§ **REQUIRED WORK**:
In the material below, find every line containing the string "current" and return it.

§ **AVAILABLE DATA**:

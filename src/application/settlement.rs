use crate::config::EngineConfig;
use crate::domain::account::{BalanceDelta, OrderFinancial};
use crate::domain::ids::OrderId;
use crate::domain::order::{Order, OrderStatus};
use crate::domain::ports::{LedgerStoreRef, NotifierRef, OrderStoreRef, Transition};
use crate::error::{EngineError, Result};
use crate::gateway::notification::{PaymentNotification, STATUS_COMPLETE};
use std::sync::Arc;
use tracing::{error, info, warn};

#[derive(Debug, Clone, Copy, PartialEq, Eq)]
pub enum SettlementOutcome {
    /// The order moved to `paid`.
    Applied,
    /// The notification was a redelivery; nothing changed.
    Duplicate,
    /// The declared payment status was not a successful capture.
    Ignored,
}

/// Applies verified gateway notifications and recognizes revenue on delivery.
pub struct SettlementProcessor {
    config: EngineConfig,
    orders: OrderStoreRef,
    ledger: LedgerStoreRef,
    notifier: NotifierRef,
}

impl SettlementProcessor {
    pub fn new(
        config: EngineConfig,
        orders: OrderStoreRef,
        ledger: LedgerStoreRef,
        notifier: NotifierRef,
    ) -> Self {
        Self {
            config,
            orders,
            ledger,
            notifier,
        }
    }

    /// Applies one gateway notification.
    ///
    /// Failures here are never payer-facing: the webhook caller acknowledges the
    /// delivery regardless and acts only on the returned outcome. Every rejection
    /// is logged with enough context to investigate a forged or corrupted
    /// notification.
    pub async fn handle_notification(
        &self,
        notification: &PaymentNotification,
    ) -> Result<SettlementOutcome> {
        if let Err(e) = notification.verify(&self.config.gateway.passphrase) {
            warn!(
                txn_id = notification.transaction_id(),
                error = %e,
                "rejected payment notification with an invalid signature"
            );
            return Err(e);
        }

        match notification.payment_status() {
            Some(STATUS_COMPLETE) => {}
            status => {
                info!(?status, "ignoring non-complete payment notification");
                return Ok(SettlementOutcome::Ignored);
            }
        }

        let Some(order) = self.locate_order(notification).await? else {
            warn!(
                txn_id = notification.transaction_id(),
                "payment notification references an unknown order"
            );
            return Err(EngineError::NotFound("order for notification".to_string()));
        };
        let order_id = order.id.clone();

        // Zero tolerance: a signature can be valid for a forged payload, so the
        // declared amount must equal what the buyer actually owed.
        let declared = notification.amount_gross()?;
        if declared != order.total_amount.value() {
            warn!(
                order_id = %order_id,
                %declared,
                expected = %order.total_amount.value(),
                "payment notification amount does not match the stored order total"
            );
            return Err(EngineError::Validation(
                "notification amount does not match the order total".to_string(),
            ));
        }

        match self
            .orders
            .transition_status(&order_id, OrderStatus::Paid)
            .await?
        {
            Transition::Applied { from } => {
                info!(order_id = %order_id, %from, "order marked as paid");
                Ok(SettlementOutcome::Applied)
            }
            Transition::Duplicate(current) => {
                info!(order_id = %order_id, %current, "duplicate payment notification");
                Ok(SettlementOutcome::Duplicate)
            }
        }
    }

    /// Looks the order up by its custom order reference, falling back to the
    /// payment identifier when the reference was not echoed back.
    async fn locate_order(&self, notification: &PaymentNotification) -> Result<Option<Order>> {
        if let Ok(order_id) = notification.order_id() {
            return self.orders.get(&order_id).await;
        }
        match notification.payment_ref() {
            Some(payment_ref) => self.orders.find_by_payment_ref(&payment_ref).await,
            None => Ok(None),
        }
    }

    /// Fulfillment-driven transition (`processing`, `shipped`, `delivered`,
    /// `cancelled`). Authorization happens upstream. Entering `delivered`
    /// recognizes revenue exactly once.
    pub async fn advance_order(&self, order_id: &OrderId, next: OrderStatus) -> Result<Transition> {
        let transition = self.orders.transition_status(order_id, next).await?;
        if next == OrderStatus::Delivered && matches!(transition, Transition::Applied { .. }) {
            let order = self
                .orders
                .get(order_id)
                .await?
                .ok_or_else(|| EngineError::NotFound(format!("order {order_id}")))?;
            self.settle(&order).await?;
        }
        Ok(transition)
    }

    /// Writes the financial row and credits the seller in one logical operation.
    /// The write-once row is the idempotency gate for the credit.
    async fn settle(&self, order: &Order) -> Result<()> {
        let financial = OrderFinancial::compute(
            order.id.clone(),
            order.store_id.clone(),
            order.total_amount.value(),
        );
        if !self.ledger.insert_financial(financial.clone()).await? {
            warn!(order_id = %order.id, "order already settled; skipping credit");
            return Ok(());
        }

        let profit = financial.seller_profit;
        if let Err(e) = self
            .ledger
            .apply_delta(&order.store_id, BalanceDelta::credit(profit))
            .await
        {
            // The financial row exists but the credit did not land. This needs
            // manual reconciliation, not a guess at which side is right.
            error!(order_id = %order.id, store_id = %order.store_id, error = %e,
                "seller credit failed after ledger row insert");
            return Err(e);
        }
        info!(order_id = %order.id, store_id = %order.store_id, %profit,
            "seller credited for settled order");

        let notifier = Arc::clone(&self.notifier);
        let order = order.clone();
        tokio::spawn(async move {
            if let Err(e) = notifier.settlement_completed(&order, &financial).await {
                warn!(order_id = %order.id, error = %e, "settlement notification failed");
            }
        });
        Ok(())
    }
}
use crate::config::EngineConfig;
use crate::domain::account::BalanceDelta;
use crate::domain::ids::{SellerId, StoreId, WithdrawalId};
use crate::domain::money::Amount;
use crate::domain::ports::{LedgerStoreRef, NotifierRef};
use crate::domain::withdrawal::{BankDetails, Withdrawal, WithdrawalStatus};
use crate::error::{EngineError, Result};
use chrono::Utc;
use rust_decimal::Decimal;
use std::sync::Arc;
use tracing::{info, warn};

/// The seller-facing withdrawal workflow: hold on request, release or pay out
/// on reviewer resolution.
pub struct WithdrawalService {
    config: EngineConfig,
    ledger: LedgerStoreRef,
    notifier: NotifierRef,
}

impl WithdrawalService {
    pub fn new(config: EngineConfig, ledger: LedgerStoreRef, notifier: NotifierRef) -> Self {
        Self {
            config,
            ledger,
            notifier,
        }
    }

    /// Places a hold and records the pending withdrawal.
    ///
    /// The hold itself is the availability check: it is applied atomically
    /// against current balances, so a racing settlement or second request can
    /// never overdraw the account.
    pub async fn request(
        &self,
        store_id: StoreId,
        seller_id: SellerId,
        amount: Decimal,
        bank_details: BankDetails,
    ) -> Result<Withdrawal> {
        let amount = Amount::new(amount)?;
        if amount.value() < self.config.minimum_withdrawal {
            return Err(EngineError::Validation(format!(
                "withdrawal amount {} is below the minimum of {}",
                amount.value(),
                self.config.minimum_withdrawal
            )));
        }

        let account = self
            .ledger
            .apply_delta(&store_id, BalanceDelta::hold(amount.value()))
            .await?;

        let withdrawal = Withdrawal::new(store_id.clone(), seller_id, amount, bank_details);
        if let Err(e) = self.ledger.insert_withdrawal(withdrawal.clone()).await {
            // The request never happened; give the funds back.
            self.ledger
                .apply_delta(&store_id, BalanceDelta::release(amount.value()))
                .await?;
            return Err(e);
        }
        info!(
            withdrawal_id = %withdrawal.id,
            store_id = %store_id,
            amount = %amount.value(),
            "withdrawal requested; funds held"
        );

        let notifier = Arc::clone(&self.notifier);
        let pending = withdrawal.clone();
        tokio::spawn(async move {
            if let Err(e) = notifier.withdrawal_requested(&pending, &account).await {
                warn!(withdrawal_id = %pending.id, error = %e, "reviewer notification failed");
            }
        });

        Ok(withdrawal)
    }

    /// Reviewer approval: the held funds leave the platform.
    pub async fn approve(&self, id: &WithdrawalId) -> Result<Withdrawal> {
        self.resolve(id, WithdrawalStatus::Completed).await
    }

    /// Reviewer rejection: the held funds return to the available balance.
    pub async fn reject(&self, id: &WithdrawalId) -> Result<Withdrawal> {
        self.resolve(id, WithdrawalStatus::Rejected).await
    }

    /// Marks a payout as in flight at the bank. No funds move.
    pub async fn mark_processing(&self, id: &WithdrawalId) -> Result<Withdrawal> {
        let withdrawal = self.load_resolvable(id).await?;
        self.ledger
            .update_withdrawal_status(id, WithdrawalStatus::Processing, None)
            .await?;
        Ok(Withdrawal {
            status: WithdrawalStatus::Processing,
            ..withdrawal
        })
    }

    async fn resolve(&self, id: &WithdrawalId, terminal: WithdrawalStatus) -> Result<Withdrawal> {
        let withdrawal = self.load_resolvable(id).await?;
        let delta = match terminal {
            WithdrawalStatus::Completed => BalanceDelta::payout(withdrawal.amount.value()),
            WithdrawalStatus::Rejected => BalanceDelta::release(withdrawal.amount.value()),
            other => {
                return Err(EngineError::TransitionRejected {
                    from: withdrawal.status.to_string(),
                    to: other.to_string(),
                });
            }
        };

        self.ledger.apply_delta(&withdrawal.store_id, delta).await?;
        let processed_at = Utc::now();
        self.ledger
            .update_withdrawal_status(id, terminal, Some(processed_at))
            .await?;
        info!(withdrawal_id = %id, status = %terminal, "withdrawal resolved");

        Ok(Withdrawal {
            status: terminal,
            processed_at: Some(processed_at),
            ..withdrawal
        })
    }

    async fn load_resolvable(&self, id: &WithdrawalId) -> Result<Withdrawal> {
        let withdrawal = self
            .ledger
            .get_withdrawal(id)
            .await?
            .ok_or_else(|| EngineError::NotFound(format!("withdrawal {id}")))?;
        if !withdrawal.status.resolvable() {
            warn!(withdrawal_id = %id, status = %withdrawal.status, "withdrawal already resolved");
            return Err(EngineError::TransitionRejected {
                from: withdrawal.status.to_string(),
                to: "resolved".to_string(),
            });
        }
        Ok(withdrawal)
    }
}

§ **OUTPUT FOR THIS TASK**:
            Transition::Duplicate(current) => {
                info!(order_id = %order_id, %current, "duplicate payment notification");
    /// against current balances, so a racing settlement or second request can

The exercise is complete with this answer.